On the face of it, it seems like private sector facilities are playing an equally important role as government ones.
The notification numbers tell a different story.
According to one government platform, the number of TB patients notified at government facilities in Gujarat from January 1, 2021, to December 31, 2021, were almost double of those notified at private ones. This was also true in Madhya Pradesh. In Himachal Pradesh, 10-times more TB patients were notified at government facilities.
One way to explain the discrepancy between the new TB report and notification data from the government portal is that while private facilities are charging patients and treating them for TB, they are not registering their patients in the national surveillance record.
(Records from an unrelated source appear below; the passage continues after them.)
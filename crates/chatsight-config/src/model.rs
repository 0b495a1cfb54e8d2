// SPDX-FileCopyrightText: 2026 Chatsight Contributors
// SPDX-License-Identifier: MIT OR Apache-2.0

//! Configuration model structs for the Chatsight service.
//!
//! All structs use `#[serde(deny_unknown_fields)]` to reject unrecognized
//! config keys at startup. Every tunable the pipelines consume lives here;
//! the defaults are documented on the fields and nothing is hardwired
//! elsewhere.

use serde::{Deserialize, Serialize};

/// Top-level Chatsight configuration.
///
/// Loaded from TOML files following XDG hierarchy, with environment variable
/// overrides. All sections are optional and default to sensible values.
#[derive(Debug, Clone, Default, Deserialize, Serialize)]
#[serde(deny_unknown_fields)]
pub struct ChatsightConfig {
    /// Logging settings.
    #[serde(default)]
    pub log: LogConfig,

    /// Storage backend settings.
    #[serde(default)]
    pub storage: StorageConfig,

    /// Local inference endpoint settings.
    #[serde(default)]
    pub inference: InferenceConfig,

    /// Scheduled conversation-analysis settings.
    #[serde(default)]
    pub analysis: AnalysisConfig,

    /// Alert queue consumer settings.
    #[serde(default)]
    pub ingest: IngestConfig,

    /// Upstream project-configuration service settings.
    #[serde(default)]
    pub projects: ProjectsConfig,

    /// Session lifecycle settings.
    #[serde(default)]
    pub session: SessionConfig,
}

/// Logging configuration.
#[derive(Debug, Clone, Deserialize, Serialize)]
#[serde(deny_unknown_fields)]
pub struct LogConfig {
    /// Logging level (trace, debug, info, warn, error).
    #[serde(default = "default_log_level")]
    pub level: String,
}

impl Default for LogConfig {
    fn default() -> Self {
        Self {
            level: default_log_level(),
        }
    }
}

fn default_log_level() -> String {
    "info".to_string()
}

/// Storage backend configuration.
#[derive(Debug, Clone, Deserialize, Serialize)]
#[serde(deny_unknown_fields)]
pub struct StorageConfig {
    /// Path to the SQLite database file.
    #[serde(default = "default_database_path")]
    pub database_path: String,

    /// Enable WAL (Write-Ahead Logging) mode for SQLite.
    #[serde(default = "default_wal_mode")]
    pub wal_mode: bool,
}

impl Default for StorageConfig {
    fn default() -> Self {
        Self {
            database_path: default_database_path(),
            wal_mode: default_wal_mode(),
        }
    }
}

fn default_database_path() -> String {
    dirs::data_dir()
        .map(|p| p.join("chatsight").join("chatsight.db"))
        .and_then(|p| p.to_str().map(String::from))
        .unwrap_or_else(|| "chatsight.db".to_string())
}

fn default_wal_mode() -> bool {
    true
}

/// Local inference endpoint configuration.
///
/// The endpoint speaks the Ollama chat protocol. Sampling parameters are
/// fixed per deployment; the orchestrator never varies them per call.
#[derive(Debug, Clone, Deserialize, Serialize)]
#[serde(deny_unknown_fields)]
pub struct InferenceConfig {
    /// Base URL of the inference endpoint.
    #[serde(default = "default_inference_host")]
    pub host: String,

    /// Model name to request.
    #[serde(default = "default_inference_model")]
    pub model: String,

    /// Hard timeout for one inference call, in milliseconds.
    #[serde(default = "default_inference_timeout_ms")]
    pub timeout_ms: u64,

    /// Context window size passed to the model.
    #[serde(default = "default_num_ctx")]
    pub num_ctx: u32,

    /// Maximum output tokens per reply.
    #[serde(default = "default_num_predict")]
    pub num_predict: u32,

    #[serde(default = "default_temperature")]
    pub temperature: f64,

    #[serde(default = "default_top_p")]
    pub top_p: f64,

    #[serde(default = "default_top_k")]
    pub top_k: u32,

    /// CPU threads the endpoint should use for this request.
    #[serde(default = "default_num_thread")]
    pub num_thread: u32,
}

impl Default for InferenceConfig {
    fn default() -> Self {
        Self {
            host: default_inference_host(),
            model: default_inference_model(),
            timeout_ms: default_inference_timeout_ms(),
            num_ctx: default_num_ctx(),
            num_predict: default_num_predict(),
            temperature: default_temperature(),
            top_p: default_top_p(),
            top_k: default_top_k(),
            num_thread: default_num_thread(),
        }
    }
}

fn default_inference_host() -> String {
    "http://127.0.0.1:11434".to_string()
}

fn default_inference_model() -> String {
    "llama3.1:8b".to_string()
}

fn default_inference_timeout_ms() -> u64 {
    60_000
}

fn default_num_ctx() -> u32 {
    4096
}

fn default_num_predict() -> u32 {
    1024
}

fn default_temperature() -> f64 {
    0.2
}

fn default_top_p() -> f64 {
    0.9
}

fn default_top_k() -> u32 {
    40
}

fn default_num_thread() -> u32 {
    4
}

/// Scheduled conversation-analysis configuration.
#[derive(Debug, Clone, Deserialize, Serialize)]
#[serde(deny_unknown_fields)]
pub struct AnalysisConfig {
    /// Seconds between scheduling passes.
    #[serde(default = "default_analysis_interval_secs")]
    pub interval_secs: u64,

    /// Maximum candidates selected per pass.
    #[serde(default = "default_analysis_batch_size")]
    pub batch_size: i64,

    /// Concurrent analyses within one pass. The only backpressure
    /// protecting the inference endpoint.
    #[serde(default = "default_analysis_concurrency")]
    pub concurrency: usize,

    /// Maximum messages included in one prompt.
    #[serde(default = "default_max_messages")]
    pub max_messages: i64,
}

impl Default for AnalysisConfig {
    fn default() -> Self {
        Self {
            interval_secs: default_analysis_interval_secs(),
            batch_size: default_analysis_batch_size(),
            concurrency: default_analysis_concurrency(),
            max_messages: default_max_messages(),
        }
    }
}

fn default_analysis_interval_secs() -> u64 {
    600
}

fn default_analysis_batch_size() -> i64 {
    30
}

fn default_analysis_concurrency() -> usize {
    2
}

fn default_max_messages() -> i64 {
    50
}

/// Alert queue consumer configuration.
#[derive(Debug, Clone, Deserialize, Serialize)]
#[serde(deny_unknown_fields)]
pub struct IngestConfig {
    /// Milliseconds between polls of an empty queue.
    #[serde(default = "default_poll_interval_ms")]
    pub poll_interval_ms: u64,

    /// Seconds a dequeued entry stays locked before it is redelivered.
    #[serde(default = "default_lock_timeout_secs")]
    pub lock_timeout_secs: u64,
}

impl Default for IngestConfig {
    fn default() -> Self {
        Self {
            poll_interval_ms: default_poll_interval_ms(),
            lock_timeout_secs: default_lock_timeout_secs(),
        }
    }
}

fn default_poll_interval_ms() -> u64 {
    500
}

fn default_lock_timeout_secs() -> u64 {
    300
}

/// Upstream project-configuration service configuration.
#[derive(Debug, Clone, Deserialize, Serialize)]
#[serde(deny_unknown_fields)]
pub struct ProjectsConfig {
    /// Base URL of the project-configuration service.
    #[serde(default = "default_projects_base_url")]
    pub base_url: String,

    /// Static bearer token. When set, no refresh lifecycle runs.
    #[serde(default)]
    pub token: Option<String>,

    /// Token endpoint for the refreshing credential provider.
    #[serde(default)]
    pub auth_url: Option<String>,

    #[serde(default)]
    pub client_id: Option<String>,

    #[serde(default)]
    pub client_secret: Option<String>,

    /// Seconds before expiry at which a cached token counts as stale.
    #[serde(default = "default_refresh_margin_secs")]
    pub refresh_margin_secs: u64,
}

impl Default for ProjectsConfig {
    fn default() -> Self {
        Self {
            base_url: default_projects_base_url(),
            token: None,
            auth_url: None,
            client_id: None,
            client_secret: None,
            refresh_margin_secs: default_refresh_margin_secs(),
        }
    }
}

fn default_projects_base_url() -> String {
    "http://127.0.0.1:8080".to_string()
}

fn default_refresh_margin_secs() -> u64 {
    60
}

/// Session lifecycle configuration.
#[derive(Debug, Clone, Deserialize, Serialize)]
#[serde(deny_unknown_fields)]
pub struct SessionConfig {
    /// Maximum QR generation attempts before a session errors out.
    #[serde(default = "default_max_qr_attempts")]
    pub max_qr_attempts: i64,
}

impl Default for SessionConfig {
    fn default() -> Self {
        Self {
            max_qr_attempts: default_max_qr_attempts(),
        }
    }
}

fn default_max_qr_attempts() -> i64 {
    5
}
In 2018, the Union health ministry mandated TB notification in both government and private facilities. Doctors who fail to do so are liable to be punished under Sections 269 and 270 of the Indian Penal Code. (The latter includes imprisonment of up to two years.)
5. Only one TB – Leena Menghaney, a public health lawyer with Médecins Sans Frontières, said the report was completely silent on co-infections – that is, about people who suffer from both TB and HIV/AIDS or both TB and diabetes. She said these people constitute “a very important cohort”.
Menghaney also said the report had hardly any information on extra-pulmonary TB – that is, tuberculosis infections of the brain, bones, intestines and other parts of the body.
“The [report] methodology said it looked for patients who had lesions in lungs or went through sputum tests only.”
Jain, in Chhattisgarh, also said the report wasn’t clear about whether the people who compiled checked the prevalence of these ‘other’ forms of TB. According to conservative estimates, he added, extra-pulmonary TB accounts for 30% of all those with TB in India.
6. Too many deaths – According to the annual TB report, 4.5 lakh people died in 2021 due to TB.
“We know TB is a curable disease. Therefore, this high estimate, after so many years of a dedicated TB programme, is shocking and embarrassing,” the TB expert with the Union health ministry said.
The person also said a major bottleneck in reducing the number of TB deaths was that doctors in the country follow a not-so-standard treatment protocol even though the ministry has published one.
7. An underutilised solution – Vijayan, of PATH, said we will have to “retool” existing tools to eliminate TB in the foreseeable future.
“X-ray is an excellent tool that is under-utilised for TB detection, despite being a part of the diagnosis algorithm. If there is a case in a family, why do we have to wait for other members to cough and then offer [them] a lab test, which may not even be available in a village setting?” he asked. “But an X-ray is available. It can detect lesions in the lungs.”
These lesions can indicate TB – which can then be confirmed through a laboratory test.
This point finds mention in the TB prevalence survey as well, but nothing more. The survey report reads:
“We observed that 4,475 (1.8%) participants had chest X-ray abnormality suggestive of TB by at least two [experts], which was not microbiologically confirmed TB, and hence classified as clinically diagnosed TB. This is a higher percentage of chest X-ray abnormality, which indicates the importance of using chest X-ray examination in TB case detection activities.”
8. Overlooking food security – If a person is well-fed and exposed to the bacteria that cause TB, the infection may not break into a disease.
“This has been proven in several studies. But any government that thinks it could eliminate TB without providing food for all is clearly not thinking it through,” Jain said.
Vijayan also said it is high time India stopped confining TB elimination to the country’s health departments.
“We have been doing supply of drugs and diagnostics for TB for ages now. We have made progress but we are not where we wanted to be. All social sector departments have to come forward as [part of] next generation TB strategy, for any tangible achievement.”